In 2009, researchers from the Institute of Environmental Biotechnology Graz University of Technology (TU Graz), found that locally grown Styrian oilseed pumpkins, harboured specific bacterial communities that protected them from disease outbreaks. In recent years the plants had suffered significant weather damage and consequently came under heavy fungal attack. Plants that remained healthy were shown to have different bacterial communities to those that succumbed to disease.
Protective bacterial communities produced highly effective volatiles that inhibited the growth of both human and plant pathogens in laboratory experiments. “We continued to conduct research on the volatile substances of these bacteria to find out how they combat pathogens so effectively” said Gabriele Berg, head of the Institute of Environmental Biotechnology at TU Graz . Analytical methods that allowed high-throughput screening for bioactive compounds were developed by Tomislav Cernava at the Institute for Environmental Biotechnology of TU Graz and published in the journal Frontiers in Microbiology.

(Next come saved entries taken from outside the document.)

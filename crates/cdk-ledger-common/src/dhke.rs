//! Hash to curve
//!
//! Only the half of the NUT-00 DHKE the ledger needs: mapping a proof secret to its `Y` point,
//! which is how mints identify proofs in state checks.

use bitcoin::hashes::sha256::Hash as Sha256Hash;
use bitcoin::hashes::Hash;
use bitcoin::secp256k1::{Parity, PublicKey as NormalizedPublicKey, XOnlyPublicKey};
use thiserror::Error;

use crate::nuts::PublicKey;

const DOMAIN_SEPARATOR: &[u8; 28] = b"Secp256k1_HashToCurve_Cashu_";

/// DHKE Error
#[derive(Debug, Error)]
pub enum Error {
    /// No valid point on curve
    #[error("No valid point found")]
    NoValidPoint,
}

/// Deterministically maps a message to a point on the secp256k1 curve
///
/// See [NUT-00](https://github.com/cashubtc/nuts/blob/main/00.md)
pub fn hash_to_curve(message: &[u8]) -> Result<PublicKey, Error> {
    let msg_hash = Sha256Hash::hash(&[DOMAIN_SEPARATOR.as_slice(), message].concat());

    (0..2_u32.pow(16))
        .find_map(|counter| {
            let mut engine = Vec::with_capacity(36);
            engine.extend_from_slice(msg_hash.as_byte_array());
            engine.extend_from_slice(&counter.to_le_bytes());
            let candidate = Sha256Hash::hash(&engine);

            XOnlyPublicKey::from_slice(candidate.as_byte_array())
                .ok()
                .map(|pk| NormalizedPublicKey::from_x_only_public_key(pk, Parity::Even).into())
        })
        .ok_or(Error::NoValidPoint)
}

The composition of these volatile mixtures were gradually deciphered, and a previously uncharacterized diazine group with highly pronounced antimicrobial effects was identified.
Following this discovery, work focused on transferring this natural antimicrobial to industrial applications including shelf-life extending formulations for industrial bakeries and meat processing facilities. Specific derivatives were also shown to be highly promising surface disinfectants and so trials were conducted with biotic surfaces such as eggshells.

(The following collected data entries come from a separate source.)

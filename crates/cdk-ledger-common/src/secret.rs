//! Proof secret

use std::fmt;
use std::str::FromStr;

use serde::{Deserialize, Serialize};
use thiserror::Error;

/// Secret Error
#[derive(Debug, Error)]
pub enum Error {
    /// Empty secret
    #[error("Secret is empty")]
    Empty,
}

/// The secret data that allows spending ecash
///
/// Treated as an opaque string; its bytes are what the mint hashes to curve.
#[derive(Clone, PartialEq, Eq, PartialOrd, Ord, Hash, Serialize, Deserialize)]
#[serde(try_from = "String", into = "String")]
pub struct Secret(String);

impl Secret {
    /// Create a fresh random secret
    pub fn generate() -> Self {
        Self(uuid::Uuid::new_v4().simple().to_string())
    }

    /// Secret as bytes
    pub fn as_bytes(&self) -> &[u8] {
        self.0.as_bytes()
    }
}

impl fmt::Debug for Secret {
    // Secrets are spending keys; keep them out of logs
    fn fmt(&self, f: &mut fmt::Formatter<'_>) -> fmt::Result {
        f.write_str("Secret(..)")
    }
}

impl fmt::Display for Secret {
    fn fmt(&self, f: &mut fmt::Formatter<'_>) -> fmt::Result {
        f.write_str(&self.0)
    }
}

impl FromStr for Secret {
    type Err = Error;

    fn from_str(s: &str) -> Result<Self, Self::Err> {
        Self::try_from(s.to_string())
    }
}

impl TryFrom<String> for Secret {
    type Error = Error;

    fn try_from(value: String) -> Result<Self, Self::Error> {
        if value.is_empty() {
            return Err(Error::Empty);
        }
        Ok(Self(value))
    }
}

impl From<Secret> for String {
    fn from(value: Secret) -> Self {
        value.0
    }
}
//! Ledger Amount
//!
//! Integer amount in the smallest unit of the wallet

use std::fmt;
use std::str::FromStr;

use serde::{Deserialize, Serialize};
use thiserror::Error;

/// Amount Error
#[derive(Debug, Error)]
pub enum Error {
    /// Amount overflow
    #[error("Amount Overflow")]
    AmountOverflow,
    /// Invalid amount
    #[error("Invalid Amount: {0}")]
    InvalidAmount(String),
}

/// Amount can be any unit
#[derive(Debug, Clone, Copy, PartialEq, Eq, Hash, PartialOrd, Ord, Serialize, Deserialize)]
#[serde(transparent)]
pub struct Amount(u64);

impl FromStr for Amount {
    type Err = Error;

    fn from_str(s: &str) -> Result<Self, Self::Err> {
        let value = s
            .parse::<u64>()
            .map_err(|_| Error::InvalidAmount(s.to_owned()))?;
        Ok(Amount(value))
    }
}

impl Amount {
    /// Amount zero
    pub const ZERO: Amount = Amount(0);

    /// Amount one
    pub const ONE: Amount = Amount(1);

    /// Checked addition for Amount. Returns None if overflow occurs.
    pub fn checked_add(self, other: Amount) -> Option<Amount> {
        self.0.checked_add(other.0).map(Amount)
    }

    /// Checked subtraction for Amount. Returns None if overflow occurs.
    pub fn checked_sub(self, other: Amount) -> Option<Amount> {
        self.0.checked_sub(other.0).map(Amount)
    }

    /// Saturating addition, used for derived views such as balances
    pub fn saturating_add(self, other: Amount) -> Amount {
        Amount(self.0.saturating_add(other.0))
    }

    /// Saturating subtraction
    pub fn saturating_sub(self, other: Amount) -> Amount {
        Amount(self.0.saturating_sub(other.0))
    }

    /// Try sum to check for overflow
    pub fn try_sum<I>(iter: I) -> Result<Self, Error>
    where
        I: IntoIterator<Item = Self>,
    {
        iter.into_iter().try_fold(Amount::ZERO, |acc, x| {
            acc.checked_add(x).ok_or(Error::AmountOverflow)
        })
    }

    /// Convert to u64
    pub fn to_u64(self) -> u64 {
        self.0
    }

    /// Is zero
    pub fn is_zero(&self) -> bool {
        self.0 == 0
    }
}

impl Default for Amount {
    fn default() -> Self {
        Amount::ZERO
    }
}

impl fmt::Display for Amount {
    fn fmt(&self, f: &mut fmt::Formatter<'_>) -> fmt::Result {
        if let Some(width) = f.width() {
            write!(f, "{:width$}", self.0, width = width)
        } else {
            write!(f, "{}", self.0)
        }
    }
}

impl From<u64> for Amount {
    fn from(value: u64) -> Self {
        Self(value)
    }
}

impl From<&u64> for Amount {
    fn from(value: &u64) -> Self {
        Self(*value)
    }
}

impl From<Amount> for u64 {
    fn from(value: Amount) -> Self {
        value.0
    }
}

impl AsRef<u64> for Amount {
    fn as_ref(&self) -> &u64 {
        &self.0
    }
}

#[cfg(test)]
mod tests {
    use super::*;

    #[test]
    fn test_try_amount_addition() {
        let amount_one: Amount = u64::MAX.into();
        let amount_two: Amount = 1.into();

        let total = Amount::try_sum(vec![amount_one, amount_two]);
        assert!(matches!(total, Err(Error::AmountOverflow)));

        let total = Amount::try_sum(vec![Amount::from(10000), Amount::from(1)]).unwrap();
        assert_eq!(total, 10001.into());
    }

    #[test]
    fn test_try_sum_empty_is_zero() {
        let total = Amount::try_sum(Vec::<Amount>::new()).unwrap();
        assert_eq!(total, Amount::ZERO);
        assert!(total.is_zero());
    }

    #[test]
    fn test_checked_sub_underflow() {
        assert_eq!(Amount::from(1).checked_sub(Amount::from(2)), None);
        assert_eq!(
            Amount::from(5).checked_sub(Amount::from(2)),
            Some(Amount::from(3))
        );
    }

    #[test]
    fn test_saturating_ops() {
        assert_eq!(
            Amount::from(u64::MAX).saturating_add(Amount::ONE),
            Amount::from(u64::MAX)
        );
        assert_eq!(Amount::ONE.saturating_sub(Amount::from(3)), Amount::ZERO);
    }

    #[test]
    fn test_amount_from_str() {
        assert_eq!(Amount::from_str("21").unwrap(), Amount::from(21));
        assert!(Amount::from_str("-1").is_err());
        assert!(Amount::from_str("abc").is_err());
    }

    #[test]
    fn test_amount_serde_transparent() {
        let json = serde_json::to_string(&Amount::from(42)).unwrap();
        assert_eq!(json, "42");
        let amount: Amount = serde_json::from_str("8").unwrap();
        assert_eq!(amount, Amount::from(8));
    }
}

Microbial contamination can be a real challenge for egg hatcheries. To overcome the problem, formaldehyde fumigation of the eggs has been common practice in European large-scale hatcheries for many years. The practice is perfectly legal, however it can prove problematic and hazardous for local residents. Describing the problems, Tomislav Cernava commented “Formaldehyde evaporates quickly and you can’t control it completely in large-scale hatcheries – some gas always escapes”. Formaldehyde is carcinogenic and harmful to the environmental and so the EU has been searching for an effective alternative for the treatment of hatching eggs.
In pre-industrial scale applications for the decontamination of eggshells, the Institute of Environmental Biotechnology of TU Graz in collaboration with the Austrian Centre of Industrial Biotechnology showed that the novel surface treatment eliminated up to 99.6 % of germs. This data is comparable to conventional formaldehyde treatments and thus offers a promising and non-toxic replacement. Another advantage of this substance is that it is liquid at room temperature, but also evaporates easily, meaning the same equipment can be used that currently is for fumigation with formaldehyde. The results have just been published in the scientific journal Scientific Reports. As a next step, tests must be conducted on a large scale. It is hoped that these antimicrobial products could be made available to the health sector in the future.